Lenders blamed for mortgage repossessions

LONDON (Reuters) - Irresponsible decisions and aggressive tactics to recover arrears by mortgage lenders, together with poor advice from brokers have left thousands of people facing homelessness, a report says.

Irresponsible decisions and aggressive tactics to recover arrears by mortgage lenders, together with poor advice from brokers have left thousands of people facing homelessness, a report says. REUTERS

Citizens Advice said the dream of home ownership had turned sour for many people on low incomes, who had taken out mortgages or secured loans with sub-prime lenders only to wind up deep in debt and facing the prospect of losing their home.

However, the Council of Mortgage Lenders (CML) said the report was too simplistic in its criticism.

More than 57,000 people sought the charity’s advice on mortgage and secured loan arrears in 2006/7, up 11 percent on the year, and up to 770,000 people missed at least one mortgage or secured loan payment in the 12 months, its research showed.

At the same time, repossession action in the courts has risen sharply and is now at a similar level to that seen during the housing market downturn of the early 1990s, the charity said.

“The cavalier behaviour of some brokers and sub-prime lenders is seriously undermining home ownership and hitting the most vulnerable borrowers hardest,” said David Harker, chief executive of Citizens Advice.

“Many sub-prime lenders are flouting the rules on responsible lending by granting loans when it’s clear the borrower will not be able to afford to repay it from the very outset, then getting tough immediately things go wrong.

“Far from providing housing security and a valuable asset, home ownership has proved a fast track to debt and homelessness for many vulnerable borrowers on low incomes.”

Citizens Advice said regulation should be toughened up to ensure that lenders and brokers carry out basic checks to make sure people can afford mortgages, and that court action should be seen as a last resort.

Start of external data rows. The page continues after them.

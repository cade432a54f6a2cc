//! Shot resolution and combat bookkeeping.
//!
//! A shot is resolved in priority order: the nearest live enemy, then the
//! boss, then the door. Only the first target along that list is affected.
//! Level walls do not stop shots.

use glam::Vec3;
use serde::{Deserialize, Serialize};
use tracing::debug;

use crate::boss::{BossFight, BossFightStats, BossHitOutcome};
use crate::collision::{Collider, Ray};
use crate::config::SimulationConfig;
use crate::enemy::Enemy;
use crate::entity::EntityId;

/// Shots have no practical range limit.
const SHOT_RANGE: f32 = f32::MAX;

/// Shot counters, combo tracking and kill distances.
#[derive(Debug, Clone, Default, PartialEq, Serialize, Deserialize)]
pub struct CombatStats {
    pub shots_fired: u32,
    pub shots_hit: u32,
    pub kills: u32,
    pub combo_count: u32,
    pub last_kill_ms: Option<u64>,
    pub current_game_longest_kill: f32,
    /// Carried across runs; seeded from the stats store at startup.
    pub all_time_longest_kill: f32,
}

impl CombatStats {
    pub fn new(all_time_longest_kill: f32) -> Self {
        Self {
            all_time_longest_kill,
            ..Self::default()
        }
    }

    /// Clear everything but the all-time record.
    pub fn reset_run(&mut self) {
        *self = Self::new(self.all_time_longest_kill);
    }

    /// Percentage of shots that hit something, 0 before the first shot.
    pub fn accuracy(&self) -> f32 {
        self.shots_hit as f32 / self.shots_fired.max(1) as f32 * 100.0
    }

    /// Book a kill at `now_ms` from `distance` away; returns the combo count.
    pub fn record_kill(&mut self, now_ms: u64, distance: f32, combo_window_ms: u64) -> u32 {
        self.kills += 1;

        let in_window = self
            .last_kill_ms
            .is_some_and(|last| now_ms.saturating_sub(last) < combo_window_ms);
        self.combo_count = if in_window { self.combo_count + 1 } else { 1 };
        self.last_kill_ms = Some(now_ms);

        self.current_game_longest_kill = self.current_game_longest_kill.max(distance);
        self.all_time_longest_kill = self.all_time_longest_kill.max(distance);

        self.combo_count
    }
}

/// What a single trigger pull did.
#[derive(Debug, Clone, Copy, PartialEq)]
pub enum ShotOutcome {
    /// Pointer not locked; nothing was counted.
    Dropped,
    Miss,
    Kill {
        enemy: EntityId,
        point: Vec3,
        distance: f32,
        combo: u32,
    },
    BossHit {
        point: Vec3,
        health: f32,
        max_health: f32,
    },
    BossDefeated {
        point: Vec3,
        stats: BossFightStats,
    },
    Door {
        point: Vec3,
    },
}

/// Resolve one shot along `ray`.
///
/// A killed enemy is removed from `enemies`; the container itself is only
/// mutated in place.
#[allow(clippy::too_many_arguments)]
pub fn register_shot(
    stats: &mut CombatStats,
    ray: &Ray,
    enemies: &mut Vec<Enemy>,
    boss: Option<&mut BossFight>,
    door: Option<&Collider>,
    now_ms: u64,
    locked: bool,
    config: &SimulationConfig,
) -> ShotOutcome {
    if !locked {
        return ShotOutcome::Dropped;
    }

    stats.shots_fired += 1;
    let mut boss = boss.filter(|fight| !fight.finished);
    if let Some(fight) = boss.as_deref_mut() {
        fight.record_shot();
    }

    let nearest = enemies
        .iter()
        .enumerate()
        .filter(|(_, e)| e.alive)
        .filter_map(|(i, e)| e.bounds().ray_distance(ray, SHOT_RANGE).map(|t| (i, t)))
        .min_by(|a, b| a.1.total_cmp(&b.1));

    if let Some((index, t)) = nearest {
        let enemy = enemies.remove(index);
        let point = ray.at(t);
        let distance = ray.origin.distance(point);
        stats.shots_hit += 1;
        let combo = stats.record_kill(now_ms, distance, config.combo_window_ms);
        debug!(id = enemy.id.0, distance, combo, "enemy killed");
        return ShotOutcome::Kill {
            enemy: enemy.id,
            point,
            distance,
            combo,
        };
    }

    if let Some(fight) = boss {
        if let Some(t) = fight.boss.bounds().ray_distance(ray, SHOT_RANGE) {
            let point = ray.at(t);
            stats.shots_hit += 1;
            match fight.apply_hit(now_ms, config.boss_damage_per_hit) {
                BossHitOutcome::Damaged { health } => {
                    return ShotOutcome::BossHit {
                        point,
                        health,
                        max_health: fight.boss.max_health,
                    };
                }
                BossHitOutcome::Defeated(boss_stats) => {
                    return ShotOutcome::BossDefeated {
                        point,
                        stats: boss_stats,
                    };
                }
                BossHitOutcome::Ignored => {}
            }
        }
    }

    if let Some(t) = door.and_then(|d| d.bounds.as_ref()).and_then(|b| b.ray_distance(ray, SHOT_RANGE)) {
        return ShotOutcome::Door { point: ray.at(t) };
    }

    ShotOutcome::Miss
}
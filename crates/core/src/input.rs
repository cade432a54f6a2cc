//! Per-tick input snapshot.
//!
//! The host samples its keyboard/mouse state once per frame and hands the
//! simulation a read-only `InputState`. Buttons are packed into a u16.

use glam::Vec3;
use serde::{Deserialize, Serialize};

/// Bitflags for held buttons plus the look delta accumulated this frame.
#[derive(Debug, Clone, Copy, Default, PartialEq, Serialize, Deserialize)]
pub struct InputState {
    /// Raw bitfield of held inputs
    pub bits: u16,

    /// Mouse movement since the previous snapshot, in pixels.
    pub look_dx: f32,
    pub look_dy: f32,
}

impl InputState {
    // Movement
    pub const FORWARD: u16 = 1 << 0;
    pub const BACK: u16 = 1 << 1;
    pub const LEFT: u16 = 1 << 2;
    pub const RIGHT: u16 = 1 << 3;

    // Modifiers and actions
    pub const SPRINT: u16 = 1 << 4;
    pub const JUMP: u16 = 1 << 5;
    pub const FIRE: u16 = 1 << 6;

    /// Pointer lock is held; without it the game ignores the trigger.
    pub const LOCKED: u16 = 1 << 7;

    pub const fn new() -> Self {
        Self {
            bits: 0,
            look_dx: 0.0,
            look_dy: 0.0,
        }
    }

    pub const fn from_bits(bits: u16) -> Self {
        Self {
            bits,
            look_dx: 0.0,
            look_dy: 0.0,
        }
    }

    /// Same buttons with a look delta attached.
    pub fn with_look(mut self, dx: f32, dy: f32) -> Self {
        self.look_dx = dx;
        self.look_dy = dy;
        self
    }

    #[inline]
    pub const fn is_pressed(&self, input: u16) -> bool {
        self.bits & input != 0
    }

    #[inline]
    pub fn set(&mut self, input: u16, pressed: bool) {
        if pressed {
            self.bits |= input;
        } else {
            self.bits &= !input;
        }
    }

    #[inline]
    pub const fn forward(&self) -> bool {
        self.is_pressed(Self::FORWARD)
    }

    #[inline]
    pub const fn back(&self) -> bool {
        self.is_pressed(Self::BACK)
    }

    #[inline]
    pub const fn left(&self) -> bool {
        self.is_pressed(Self::LEFT)
    }

    #[inline]
    pub const fn right(&self) -> bool {
        self.is_pressed(Self::RIGHT)
    }

    #[inline]
    pub const fn sprint(&self) -> bool {
        self.is_pressed(Self::SPRINT)
    }

    #[inline]
    pub const fn jump(&self) -> bool {
        self.is_pressed(Self::JUMP)
    }

    #[inline]
    pub const fn fire(&self) -> bool {
        self.is_pressed(Self::FIRE)
    }

    #[inline]
    pub const fn locked(&self) -> bool {
        self.is_pressed(Self::LOCKED)
    }

    /// Movement intent in camera space: -Z is forward, +X is right.
    /// Normalized when non-zero; opposite keys cancel.
    pub fn move_intent(&self) -> Vec3 {
        let mut intent = Vec3::ZERO;
        if self.forward() {
            intent.z -= 1.0;
        }
        if self.back() {
            intent.z += 1.0;
        }
        if self.left() {
            intent.x -= 1.0;
        }
        if self.right() {
            intent.x += 1.0;
        }
        intent.normalize_or_zero()
    }
}
//! Entity identifiers.

use serde::{Deserialize, Serialize};

/// Unique identifier for an actor (enemy or boss).
#[derive(Debug, Clone, Copy, PartialEq, Eq, Hash, Serialize, Deserialize)]
pub struct EntityId(pub u32);

/// Hands out entity IDs in spawn order. IDs are never reused within a game,
/// so a stale ID from a discarded level can't alias a fresh actor.
#[derive(Debug, Clone, Serialize, Deserialize)]
pub struct EntityIdGenerator {
    next_id: u32,
}

impl EntityIdGenerator {
    pub fn new() -> Self {
        Self { next_id: 1 }
    }

    pub fn next(&mut self) -> EntityId {
        let id = EntityId(self.next_id);
        self.next_id += 1;
        id
    }
}

impl Default for EntityIdGenerator {
    fn default() -> Self {
        Self::new()
    }
}
//! Collaborators that report game events through `tracing`.

use std::collections::HashSet;

use kpm_core::{Audio, AudioCue, BestStats, BossFightStats, EntityRef, RunStats, Scene, Ui};
use tracing::{debug, info, trace, warn};

/// Keeps track of which entities are live in the headless world.
#[derive(Debug, Default)]
pub struct TracingScene {
    live: HashSet<EntityRef>,
}

impl TracingScene {
    pub fn live_count(&self) -> usize {
        self.live.len()
    }

    pub fn contains(&self, entity: EntityRef) -> bool {
        self.live.contains(&entity)
    }
}

impl Scene for TracingScene {
    fn add_to_world(&mut self, entity: EntityRef) {
        if !self.live.insert(entity) {
            warn!(?entity, "entity added twice");
        }
        trace!(?entity, live = self.live.len(), "added");
    }

    fn remove_from_world(&mut self, entity: EntityRef) {
        if !self.live.remove(&entity) {
            warn!(?entity, "removing unknown entity");
        }
        trace!(?entity, live = self.live.len(), "removed");
    }
}

#[derive(Debug, Default, Clone, Copy)]
pub struct TracingAudio;

impl Audio for TracingAudio {
    fn play_cue(&mut self, cue: AudioCue) {
        debug!(?cue, "cue");
    }
}

/// HUD that logs instead of drawing.
#[derive(Debug, Default)]
pub struct TracingUi {
    pub enemies_remaining: usize,
    pub elapsed_seconds: u64,
    pub boss_health: Option<(f32, f32)>,
    pub best: Option<BestStats>,
}

impl Ui for TracingUi {
    fn on_enemy_count_changed(&mut self, remaining: usize) {
        self.enemies_remaining = remaining;
        debug!(remaining, "enemies");
    }

    fn on_timer_tick(&mut self, elapsed_seconds: u64) {
        self.elapsed_seconds = elapsed_seconds;
        trace!(elapsed_seconds, "timer");
    }

    fn on_level_started(&mut self, level: u32) {
        self.boss_health = None;
        info!(level, "level started");
    }

    fn on_boss_health(&mut self, health: f32, max_health: f32) {
        self.boss_health = Some((health, max_health));
        debug!(health, max_health, "boss health");
    }

    fn on_victory(&mut self, run: &RunStats, boss: &BossFightStats, best: &BestStats) {
        info!(
            time = run.time,
            kills = run.kills,
            accuracy = run.accuracy,
            kpm = run.kpm,
            longest_kill = run.longest_kill,
            "victory"
        );
        info!(time = boss.time, accuracy = boss.accuracy, dps = boss.dps, hits = boss.hits, "boss fight");
        info!(
            best_time = ?best.time,
            best_kills = ?best.kills,
            best_kpm = ?best.kpm,
            best_longest_kill = ?best.longest_kill,
            "best stats"
        );
        self.best = Some(*best);
    }
}
//! Simulation configuration.
//!
//! Every tunable of the game lives here. `Default` reproduces the values the
//! game ships with; hosts may load a partial JSON/TOML document on top of it
//! thanks to `#[serde(default)]`.

use serde::{Deserialize, Serialize};
use thiserror::Error;

/// Errors produced by [`SimulationConfig::validate`].
#[derive(Debug, Clone, PartialEq, Error)]
pub enum ConfigError {
    #[error("{field} must be positive, got {value}")]
    NotPositive { field: &'static str, value: f32 },

    #[error("min boss health ({min}) exceeds base boss health ({base})")]
    BossHealthRange { min: f32, base: f32 },

    #[error("max_levels must be at least 1")]
    NoLevels,

    #[error("run speed ({run}) is slower than walk speed ({walk})")]
    RunSlowerThanWalk { walk: f32, run: f32 },
}

/// Configuration for the simulation.
#[derive(Debug, Clone, PartialEq, Serialize, Deserialize)]
#[serde(default)]
pub struct SimulationConfig {
    /// Half-width of the square room; boundary walls sit at `±room_size`.
    pub room_size: f32,
    pub wall_height: f32,

    /// Player collision sphere radius.
    pub player_radius: f32,
    /// Eye height above the floor; also the ground clamp height.
    pub player_height: f32,
    pub walk_speed: f32,
    pub run_speed: f32,
    /// Vertical acceleration (negative is down).
    pub gravity: f32,
    pub jump_velocity: f32,
    /// Radians of yaw/pitch per pixel of mouse movement.
    pub mouse_sensitivity: f32,

    pub enemy_radius: f32,
    pub base_enemy_count: usize,
    pub enemies_per_level: usize,
    pub base_enemy_speed: f32,
    pub enemy_speed_per_level: f32,

    pub boss_radius: f32,
    pub boss_speed: f32,
    pub base_boss_health: f32,
    pub min_boss_health: f32,
    /// Level clears faster than this many seconds shave health off the boss.
    pub boss_time_bonus_threshold: f32,
    pub boss_damage_per_hit: f32,

    /// Kills closer together than this extend the combo.
    pub combo_window_ms: u64,

    pub max_levels: u32,
    pub base_interior_walls: usize,
    /// Interior walls never land within this distance of the room centre.
    pub spawn_clearance: f32,
    /// How many times interior walls are re-rolled when the door is unreachable.
    pub layout_retries: u32,

    /// Upper bound on a single tick's delta time, in seconds.
    pub max_frame_delta: f32,
}

impl Default for SimulationConfig {
    fn default() -> Self {
        Self {
            room_size: 20.0,
            wall_height: 6.0,
            player_radius: 1.0,
            player_height: 2.0,
            walk_speed: 10.0,
            run_speed: 20.0,
            gravity: -25.0,
            jump_velocity: 12.0,
            mouse_sensitivity: 0.002,
            enemy_radius: 0.5,
            base_enemy_count: 13,
            enemies_per_level: 3,
            base_enemy_speed: 4.0,
            enemy_speed_per_level: 0.5,
            boss_radius: 0.25,
            boss_speed: 8.0,
            base_boss_health: 100.0,
            min_boss_health: 50.0,
            boss_time_bonus_threshold: 30.0,
            boss_damage_per_hit: 10.0,
            combo_window_ms: 2000,
            max_levels: 5,
            base_interior_walls: 6,
            spawn_clearance: 2.0,
            layout_retries: 8,
            max_frame_delta: 0.1,
        }
    }
}

impl SimulationConfig {
    /// Check that every value is usable by the simulation.
    pub fn validate(&self) -> Result<(), ConfigError> {
        let positives = [
            ("room_size", self.room_size),
            ("wall_height", self.wall_height),
            ("player_radius", self.player_radius),
            ("player_height", self.player_height),
            ("walk_speed", self.walk_speed),
            ("run_speed", self.run_speed),
            ("jump_velocity", self.jump_velocity),
            ("enemy_radius", self.enemy_radius),
            ("base_enemy_speed", self.base_enemy_speed),
            ("boss_radius", self.boss_radius),
            ("boss_speed", self.boss_speed),
            ("base_boss_health", self.base_boss_health),
            ("min_boss_health", self.min_boss_health),
            ("boss_damage_per_hit", self.boss_damage_per_hit),
            ("max_frame_delta", self.max_frame_delta),
        ];
        for (field, value) in positives {
            if value.is_nan() || value <= 0.0 {
                return Err(ConfigError::NotPositive { field, value });
            }
        }

        if self.min_boss_health > self.base_boss_health {
            return Err(ConfigError::BossHealthRange {
                min: self.min_boss_health,
                base: self.base_boss_health,
            });
        }
        if self.run_speed < self.walk_speed {
            return Err(ConfigError::RunSlowerThanWalk {
                walk: self.walk_speed,
                run: self.run_speed,
            });
        }
        if self.max_levels == 0 {
            return Err(ConfigError::NoLevels);
        }
        Ok(())
    }

    /// Bound that roaming actors are kept inside (one unit in from the walls).
    #[inline]
    pub fn actor_bound(&self) -> f32 {
        self.room_size - 1.0
    }

    /// Half-extent of the square area random spawns are drawn from.
    #[inline]
    pub fn spawn_extent(&self) -> f32 {
        self.room_size * 0.75
    }
}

The Council of Mortgage Lenders said the report was based on a “very skewed sample” of borrowers — those forced to seek the charity’s advice — and was not typical of the “vast majority of cases where lenders work constructively with borrowers to get them over periods of financial difficulty and keep them in their homes”.

CML director-general Michael Coogan said: “Citizens Advice has taken a sensationalist tone in this report, which risks throwing the baby out with the bathwater.

“In fact, sub-prime mortgages give people a way to rehabilitate their finances and are important in a financially inclusive mortgage market.”

The report is based on 1,200 case studies from 360 Citizens Advice bureaus in England, Wales and Northern Ireland.